The Philippines is home to a remarkable diversity of amphibians and reptiles, the majority (~75%) of which are endemic to this island archipelago. Recent studies of the archipelago’s terrestrial biodiversity have dramatically increased the number of recognized species, often as the result of identification of unique genetic lineages. Species once recognized to have wide distributions that spanned multiple faunal regions have more recently been revealed to constitute complexes of multiple species, each of which is typically restricted to a specific faunal region, island group, or complex geographic regions. I have been collaborating with researchers to help describe this incredible species diversity and resolve taxonomic issues with newly collected morphological and molecular datasets. Two focal genera that I have been working with are limb-reduced Brachymeles (Scincidae) and secretive Pseudogekko (Gekkonidae).

Natural History of Reptiles and Amphibians

Big Bend Patch-nosed Snake (Salvadora deserticola)

Another avenue of research which I have a particular interest in is natural history.
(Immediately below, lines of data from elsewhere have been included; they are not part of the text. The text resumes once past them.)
use anyhow::{Context, Result};
use clap::Parser;
use std::env;

/// Centralized application configuration.
/// Combines environment variables and CLI arguments.
#[derive(Debug, Clone)]
pub struct AppConfig {
    pub host: String,
    pub port: u16,
    pub database_url: String,
    pub remote_base_url: String,
    pub retry_ceiling: i32,
    pub probe_interval_secs: u64,
    pub idle_sleep_secs: u64,
}

/// Command-line + environment configuration.
#[derive(Parser, Debug)]
#[command(author, version, about = "Offline-first slide sync agent")]
pub struct Args {
    /// Host to bind to (overrides SLIDE_SYNC_HOST)
    #[arg(long)]
    pub host: Option<String>,

    /// Port to bind to (overrides SLIDE_SYNC_PORT)
    #[arg(long)]
    pub port: Option<u16>,

    /// Database URL (overrides SLIDE_SYNC_DATABASE_URL)
    #[arg(long)]
    pub database_url: Option<String>,

    /// Base URL of the remote transfer endpoint (overrides SLIDE_SYNC_REMOTE_URL)
    #[arg(long)]
    pub remote_base_url: Option<String>,

    /// Retry budget before a job is marked failed (overrides SLIDE_SYNC_RETRY_CEILING)
    #[arg(long)]
    pub retry_ceiling: Option<i32>,

    /// Seconds between bandwidth probes (overrides SLIDE_SYNC_PROBE_INTERVAL_SECS)
    #[arg(long)]
    pub probe_interval_secs: Option<u64>,

    /// Seconds the worker sleeps when the queue is empty (overrides SLIDE_SYNC_IDLE_SLEEP_SECS)
    #[arg(long)]
    pub idle_sleep_secs: Option<u64>,
}

impl AppConfig {
    /// Parse environment variables + CLI args into AppConfig.
    pub fn from_env_and_args() -> Result<Self> {
        // Parse CLI once
        let args = Args::parse();

        // --- Environment fallback ---
        let env_host = env::var("SLIDE_SYNC_HOST").unwrap_or_else(|_| "0.0.0.0".into());
        let env_port = parse_env("SLIDE_SYNC_PORT", 3000u16)?;
        let env_db = env::var("SLIDE_SYNC_DATABASE_URL")
            .unwrap_or_else(|_| "sqlite://./data/sync/sync_queue.db".into());
        let env_remote =
            env::var("SLIDE_SYNC_REMOTE_URL").unwrap_or_else(|_| "http://localhost:8000".into());
        let env_retry_ceiling = parse_env("SLIDE_SYNC_RETRY_CEILING", 6i32)?;
        let env_probe_interval = parse_env("SLIDE_SYNC_PROBE_INTERVAL_SECS", 300u64)?;
        let env_idle_sleep = parse_env("SLIDE_SYNC_IDLE_SLEEP_SECS", 10u64)?;

        // --- Merge ---
        Ok(Self {
            host: args.host.unwrap_or(env_host),
            port: args.port.unwrap_or(env_port),
            database_url: args.database_url.unwrap_or(env_db),
            remote_base_url: args.remote_base_url.unwrap_or(env_remote),
            retry_ceiling: args.retry_ceiling.unwrap_or(env_retry_ceiling),
            probe_interval_secs: args.probe_interval_secs.unwrap_or(env_probe_interval),
            idle_sleep_secs: args.idle_sleep_secs.unwrap_or(env_idle_sleep),
        })
    }

    pub fn addr(&self) -> String {
        format!("{}:{}", self.host, self.port)
    }
}

/// Read a numeric environment variable, falling back to `default` when unset.
fn parse_env<T: std::str::FromStr>(key: &str, default: T) -> Result<T>
where
    T::Err: std::error::Error + Send + Sync + 'static,
{
    match env::var(key) {
        Ok(value) => value
            .parse::<T>()
            .with_context(|| format!("parsing {} value `{}`", key, value)),
        Err(env::VarError::NotPresent) => Ok(default),
        Err(err) => Err(err).with_context(|| format!("reading {}", key)),
    }
}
While many people favor ‘hypothesis-driven’ studies, there is a paucity of information about a vast number of amphibian and reptile species. Particularly, little is known about species which have limited geographic ranges, are infrequently encountered, or are of conservation concern. Further, many ecological questions can only be fully understood with an intimate knowledge about the species involved and often, this information is lacking. As we increase our understanding of particular aspects of natural history, we can better manage populations and species which are of interest.